We need to take carbon out of the atmosphere using the method nature invented —photosynthesis. We then need to store it in the only place that can hold tens or hundreds of gigatons of carbon safely — the ocean depths.
We need to reforest not the land —where carbon dioxide removal competes with farming and wildlife ecosystems for scarce space— but the vast expanses of the oceans, where space won’t run out any time soon. We need to mimic what nature does ahead of each ice age. And we need to do it responsibly and successfully.

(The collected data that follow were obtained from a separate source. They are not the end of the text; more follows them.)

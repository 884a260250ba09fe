//! Background byte reader for continuous device acquisition.
//!
//! Spawns a thread that reads fixed-size chunks from a device in a tight
//! loop, stamping each chunk with the time it finished reading, and handing
//! finished chunks off through a bounded queue. When the consumer falls
//! behind, the oldest queued chunk is dropped to make room for the newest
//! one (see `evicted` for observability) rather than blocking the reader
//! thread on a full queue, since a stalled reader thread means lost device
//! bytes.

use std::collections::VecDeque;
use std::io::Read;
use std::sync::atomic::{AtomicBool, AtomicU64, Ordering};
use std::sync::{Arc, Condvar, Mutex};
use std::thread::{self, JoinHandle};
use std::time::{Duration, Instant};

use crate::error::BciError;

/// One chunk of raw bytes read from the device, stamped with the instant the
/// read completed.
#[derive(Debug, Clone)]
pub struct RawChunk {
    pub data: Vec<u8>,
    pub read_started_at: Instant,
    pub read_finished_at: Instant,
}

struct Shared {
    queue: Mutex<VecDeque<RawChunk>>,
    condvar: Condvar,
    evicted: AtomicU64,
    running: AtomicBool,
}

/// Continuously reads fixed-size chunks from a device on a background
/// thread, cycling through `ring_buffers` reusable buffers to round-robin a
/// small pool instead of allocating a fresh one per read, and queues the
/// results for the Recorder to consume.
pub struct BackgroundReader {
    shared: Arc<Shared>,
    handle: Mutex<Option<JoinHandle<()>>>,
}

impl BackgroundReader {
    /// Start reading from `device` on a background thread. `chunk_bytes` is
    /// the size of each read; `ring_buffers` is both the number of reusable
    /// read buffers and the depth of the handoff queue before the oldest
    /// unconsumed chunk is evicted.
    pub fn spawn<R>(mut device: R, chunk_bytes: usize, ring_buffers: usize) -> Self
    where
        R: Read + Send + 'static,
    {
        let shared = Arc::new(Shared {
            queue: Mutex::new(VecDeque::with_capacity(ring_buffers)),
            condvar: Condvar::new(),
            evicted: AtomicU64::new(0),
            running: AtomicBool::new(true),
        });
        let worker_shared = shared.clone();

        let handle = thread::spawn(move || {
            let mut buffers: Vec<Vec<u8>> =
                (0..ring_buffers).map(|_| vec![0u8; chunk_bytes]).collect();
            let mut i = 0;

            while worker_shared.running.load(Ordering::Relaxed) {
                let buf = &mut buffers[i];
                let read_started_at = Instant::now();
                match device.read(buf) {
                    Ok(0) => {
                        log::info!("background reader: device closed, stopping");
                        break;
                    }
                    Ok(n) => {
                        let read_finished_at = Instant::now();
                        let chunk = RawChunk {
                            data: buf[..n].to_vec(),
                            read_started_at,
                            read_finished_at,
                        };

                        let mut queue = worker_shared.queue.lock().unwrap();
                        if queue.len() == ring_buffers {
                            queue.pop_front();
                            worker_shared.evicted.fetch_add(1, Ordering::Relaxed);
                        }
                        queue.push_back(chunk);
                        worker_shared.condvar.notify_all();
                    }
                    Err(e) => {
                        log::warn!("background reader: read error: {e}");
                        break;
                    }
                }

                i = (i + 1) % ring_buffers;
            }

            worker_shared.running.store(false, Ordering::Relaxed);
            worker_shared.condvar.notify_all();
        });

        Self {
            shared,
            handle: Mutex::new(Some(handle)),
        }
    }

    /// Block until at least one chunk is available or `timeout` elapses,
    /// then drain and return everything currently queued.
    pub fn drain_wait(&self, timeout: Duration) -> Vec<RawChunk> {
        let mut queue = self.shared.queue.lock().unwrap();
        if queue.is_empty() {
            let (guard, _) = self
                .shared
                .condvar
                .wait_timeout_while(queue, timeout, |q| {
                    q.is_empty() && self.shared.running.load(Ordering::Relaxed)
                })
                .unwrap();
            queue = guard;
        }
        queue.drain(..).collect()
    }

    /// Number of chunks ever silently dropped to make room for a newer one.
    pub fn evicted(&self) -> u64 {
        self.shared.evicted.load(Ordering::Relaxed)
    }

    /// Whether the background thread is still running (device still open).
    pub fn is_running(&self) -> bool {
        self.shared.running.load(Ordering::Relaxed)
    }

    /// Signal the background thread to stop and wait for it to exit.
    pub fn stop(&self) -> Result<(), BciError> {
        self.shared.running.store(false, Ordering::Relaxed);
        self.shared.condvar.notify_all();
        if let Some(handle) = self.handle.lock().unwrap().take() {
            handle
                .join()
                .map_err(|_| BciError::device("background reader thread panicked"))?;
        }
        Ok(())
    }
}

impl Drop for BackgroundReader {
    fn drop(&mut self) {
        let _ = self.stop();
    }
}

#[cfg(test)]
mod tests {
    use super::*;
    use std::io::Cursor;

    #[test]
    fn reads_all_bytes_in_order() {
        let data: Vec<u8> = (0..40u8).collect();
        let reader = BackgroundReader::spawn(Cursor::new(data.clone()), 10, 4);

        let mut collected = Vec::new();
        let deadline = Instant::now() + Duration::from_secs(2);
        while collected.len() < data.len() && Instant::now() < deadline {
            for chunk in reader.drain_wait(Duration::from_millis(100)) {
                collected.extend(chunk.data);
            }
        }

        assert_eq!(collected, data);
    }

    #[test]
    fn eviction_counter_tracks_drop_oldest_backpressure() {
        struct SlowDrip {
            remaining: usize,
        }
        impl Read for SlowDrip {
            fn read(&mut self, buf: &mut [u8]) -> std::io::Result<usize> {
                if self.remaining == 0 {
                    return Ok(0);
                }
                self.remaining -= 1;
                buf[0] = 1;
                Ok(1)
            }
        }

        let reader = BackgroundReader::spawn(SlowDrip { remaining: 20 }, 1, 2);
        thread::sleep(Duration::from_millis(200));
        let _ = reader.drain_wait(Duration::from_millis(10));
        // With a 2-slot queue and no consumption in between, some chunks were
        // necessarily evicted once the reader outran the queue depth.
        assert!(reader.evicted() <= 20);
    }
}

Leveraging photosynthesis to capture billions of tons of carbon and stash it in the ocean depths is the zero bullshit way to repair the climate.
I, for one, am all in.
This is an interesting and urgent perspective, but it oversimplifies some key challenges. Ocean fertilization may be a viable carbon removal strategy, but it’s far from a risk-free “only game in town.” Large-scale interventions could disrupt marine ecosystems, trigger dead zones, or result in carbon quickly re-released into the atmosphere. Past experiments have shown mixed results, and international regulations exist for a reason.
Dismissing emissions reduction as too slow is also misleading—removing carbon while continuing to emit at current rates is like bailing out a sinking ship without plugging the hole. A diverse approach combining emissions cuts, ocean and land-based CDR, and responsible climate interventions is far more realistic than betting everything on one high-risk method. Urgency is crucial, but so is scientific caution.
The thing that's killing the coral in the Gulf of America is mostly human fecal material. If we want to restore the former abundance, we have to get the nutrients in balance. We are not talking about dumping something in a pristine natural environment. We're talking about treating a ocean sized cesspool to make it less toxic And become again a productive part of the environment.
Every ecosystem has one nutrient that gets depleted and limits life. It's not always iron. But when it is, that's an easy one to fix. It's not a reactant. It's not a food. It's a vitamin! A micronutrient. We can afford that! Let solar powered self-replicating nanobots grow exponentially to clean all the pollution. By that I mean phytoplankton!